# Material for this exercise
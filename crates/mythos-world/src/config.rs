//! World configuration: which extensions to load and which classes to bind.
//!
//! Read from `world.ron`, `world.toml` or `world.json`. Relative paths are
//! taken against the directory holding the config file.

use std::collections::BTreeMap;
use std::path::{Path, PathBuf};

use mythos_core::class::{ClassResolver, DefaultClasses, DottedPathResolver, StaticClassResolver};
use mythos_data::loader::{deserialize_file, find_data_file};
use mythos_data::{ContentSource, DataLoadError, FsSource};
use serde::{Deserialize, Serialize};

use crate::error::LoadError;

/// Base name of the config file.
pub const CONFIG_NAME: &str = "world";

/// Top-level world configuration.
#[derive(Debug, Clone, Default, PartialEq, Deserialize, Serialize)]
#[serde(default)]
pub struct WorldConfig {
    /// Every immediate subdirectory is an extension named after it.
    pub extensions_dir: Option<PathBuf>,
    /// Explicitly listed extensions, loaded before discovered ones.
    pub extensions: Vec<ExtensionEntry>,
    /// kind -> class path used when a definition names no class.
    pub default_classes: BTreeMap<String, String>,
    pub fallback_class: Option<String>,
    /// When non-empty, only these class paths resolve.
    pub known_classes: Vec<String>,
    /// Directory relative paths are resolved against.
    #[serde(skip)]
    pub base_dir: PathBuf,
}

/// One explicitly listed extension.
#[derive(Debug, Clone, PartialEq, Eq, Deserialize, Serialize)]
pub struct ExtensionEntry {
    pub name: String,
    pub path: PathBuf,
}

/// A discovered extension root on disk.
#[derive(Debug, Clone, PartialEq, Eq)]
pub struct ExtensionRoot {
    pub name: String,
    pub root: PathBuf,
}

impl ExtensionRoot {
    pub fn source(&self) -> FsSource {
        FsSource::new(&self.root)
    }
}

impl WorldConfig {
    /// Read a config file. Its directory becomes `base_dir`.
    pub fn load(path: &Path) -> Result<Self, LoadError> {
        let mut config: WorldConfig = deserialize_file(path)?;
        config.base_dir = path.parent().map(Path::to_path_buf).unwrap_or_default();
        log::debug!("loaded world config from {}", path.display());
        Ok(config)
    }

    /// Find and read the `world.*` file in `dir`.
    pub fn find(dir: &Path) -> Result<Self, LoadError> {
        match find_data_file(dir, CONFIG_NAME)? {
            Some(path) => Self::load(&path),
            None => Err(LoadError::MissingConfig {
                dir: dir.to_path_buf(),
            }),
        }
    }

    /// Load `path` if it is a file, or look for `world.*` inside it if it
    /// is a directory.
    pub fn open(path: &Path) -> Result<Self, LoadError> {
        if path.is_dir() {
            Self::find(path)
        } else {
            Self::load(path)
        }
    }

    pub fn resolve_path(&self, path: &Path) -> PathBuf {
        if path.is_absolute() {
            path.to_path_buf()
        } else {
            self.base_dir.join(path)
        }
    }

    pub fn default_classes(&self) -> DefaultClasses {
        DefaultClasses {
            by_kind: self.default_classes.clone(),
            fallback: self.fallback_class.clone(),
        }
    }

    /// A [`StaticClassResolver`] over `known_classes`, or a
    /// [`DottedPathResolver`] when the list is empty.
    pub fn class_resolver(&self) -> Box<dyn ClassResolver + Send + Sync> {
        if self.known_classes.is_empty() {
            Box::new(DottedPathResolver)
        } else {
            Box::new(StaticClassResolver::from_paths(self.known_classes.iter().cloned()))
        }
    }

    /// Every extension to load, in load order: listed entries first, then
    /// the subdirectories of `extensions_dir` sorted by name.
    pub fn discover(&self) -> Result<Vec<ExtensionRoot>, LoadError> {
        let mut roots: Vec<ExtensionRoot> = self
            .extensions
            .iter()
            .map(|entry| ExtensionRoot {
                name: entry.name.clone(),
                root: self.resolve_path(&entry.path),
            })
            .collect();

        if let Some(dir) = &self.extensions_dir {
            let dir = self.resolve_path(dir);
            if !dir.is_dir() {
                return Err(LoadError::Config {
                    file: self.base_dir.clone(),
                    detail: format!("extensions_dir {} is not a directory", dir.display()),
                });
            }
            let source = FsSource::new(&dir);
            let names = source
                .list_folders(Path::new(""))
                .map_err(DataLoadError::from)?;
            for name in names {
                let root = dir.join(&name);
                roots.push(ExtensionRoot { name, root });
            }
        }

        let mut seen: BTreeMap<&str, &Path> = BTreeMap::new();
        for root in &roots {
            if let Some(first) = seen.insert(&root.name, &root.root) {
                return Err(LoadError::DuplicateExtension {
                    name: root.name.clone(),
                    first: first.display().to_string(),
                    second: root.root.display().to_string(),
                });
            }
        }

        log::debug!("discovered {} extension(s)", roots.len());
        Ok(roots)
    }
}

# What you are asked to do
Set down the data in full, word for word.

# Answer box
filename crates/mythos-world/src/config.rs
//! World configuration: which extensions to load and which classes to bind.
//!
//! Read from `world.ron`, `world.toml` or `world.json`. Relative paths are
//! taken against the directory holding the config file.

use std::collections::BTreeMap;
use std::path::{Path, PathBuf};

use mythos_core::class::{ClassResolver, DefaultClasses, DottedPathResolver, StaticClassResolver};
use mythos_data::loader::{deserialize_file, find_data_file};
use mythos_data::{ContentSource, DataLoadError, FsSource};
use serde::{Deserialize, Serialize};

use crate::error::LoadError;

/// Base name of the config file.
pub const CONFIG_NAME: &str = "world";

/// Top-level world configuration.
#[derive(Debug, Clone, Default, PartialEq, Deserialize, Serialize)]
#[serde(default)]
pub struct WorldConfig {
    /// Every immediate subdirectory is an extension named after it.
    pub extensions_dir: Option<PathBuf>,
    /// Explicitly listed extensions, loaded before discovered ones.
    pub extensions: Vec<ExtensionEntry>,
    /// kind -> class path used when a definition names no class.
    pub default_classes: BTreeMap<String, String>,
    pub fallback_class: Option<String>,
    /// When non-empty, only these class paths resolve.
    pub known_classes: Vec<String>,
    /// Directory relative paths are resolved against.
    #[serde(skip)]
    pub base_dir: PathBuf,
}

/// One explicitly listed extension.
#[derive(Debug, Clone, PartialEq, Eq, Deserialize, Serialize)]
pub struct ExtensionEntry {
    pub name: String,
    pub path: PathBuf,
}

/// A discovered extension root on disk.
#[derive(Debug, Clone, PartialEq, Eq)]
pub struct ExtensionRoot {
    pub name: String,
    pub root: PathBuf,
}

impl ExtensionRoot {
    pub fn source(&self) -> FsSource {
        FsSource::new(&self.root)
    }
}

impl WorldConfig {
    /// Read a config file. Its directory becomes `base_dir`.
    pub fn load(path: &Path) -> Result<Self, LoadError> {
        let mut config: WorldConfig = deserialize_file(path)?;
        config.base_dir = path.parent().map(Path::to_path_buf).unwrap_or_default();
        log::debug!("loaded world config from {}", path.display());
        Ok(config)
    }

    /// Find and read the `world.*` file in `dir`.
    pub fn find(dir: &Path) -> Result<Self, LoadError> {
        match find_data_file(dir, CONFIG_NAME)? {
            Some(path) => Self::load(&path),
            None => Err(LoadError::MissingConfig {
                dir: dir.to_path_buf(),
            }),
        }
    }

    /// Load `path` if it is a file, or look for `world.*` inside it if it
    /// is a directory.
    pub fn open(path: &Path) -> Result<Self, LoadError> {
        if path.is_dir() {
            Self::find(path)
        } else {
            Self::load(path)
        }
    }

    pub fn resolve_path(&self, path: &Path) -> PathBuf {
        if path.is_absolute() {
            path.to_path_buf()
        } else {
            self.base_dir.join(path)
        }
    }

    pub fn default_classes(&self) -> DefaultClasses {
        DefaultClasses {
            by_kind: self.default_classes.clone(),
            fallback: self.fallback_class.clone(),
        }
    }

    /// A [`StaticClassResolver`] over `known_classes`, or a
    /// [`DottedPathResolver`] when the list is empty.
    pub fn class_resolver(&self) -> Box<dyn ClassResolver + Send + Sync> {
        if self.known_classes.is_empty() {
            Box::new(DottedPathResolver)
        } else {
            Box::new(StaticClassResolver::from_paths(self.known_classes.iter().cloned()))
        }
    }

    /// Every extension to load, in load order: listed entries first, then
    /// the subdirectories of `extensions_dir` sorted by name.
    pub fn discover(&self) -> Result<Vec<ExtensionRoot>, LoadError> {
        let mut roots: Vec<ExtensionRoot> = self
            .extensions
            .iter()
            .map(|entry| ExtensionRoot {
                name: entry.name.clone(),
                root: self.resolve_path(&entry.path),
            })
            .collect();

        if let Some(dir) = &self.extensions_dir {
            let dir = self.resolve_path(dir);
            if !dir.is_dir() {
                return Err(LoadError::Config {
                    file: self.base_dir.clone(),
                    detail: format!("extensions_dir {} is not a directory", dir.display()),
                });
            }
            let source = FsSource::new(&dir);
            let names = source
                .list_folders(Path::new(""))
                .map_err(DataLoadError::from)?;
            for name in names {
                let root = dir.join(&name);
                roots.push(ExtensionRoot { name, root });
            }
        }

        let mut seen: BTreeMap<&str, &Path> = BTreeMap::new();
        for root in &roots {
            if let Some(first) = seen.insert(&root.name, &root.root) {
                return Err(LoadError::DuplicateExtension {
                    name: root.name.clone(),
                    first: first.display().to_string(),
                    second: root.root.display().to_string(),
                });
            }
        }

        log::debug!("discovered {} extension(s)", roots.len());
        Ok(roots)
    }
}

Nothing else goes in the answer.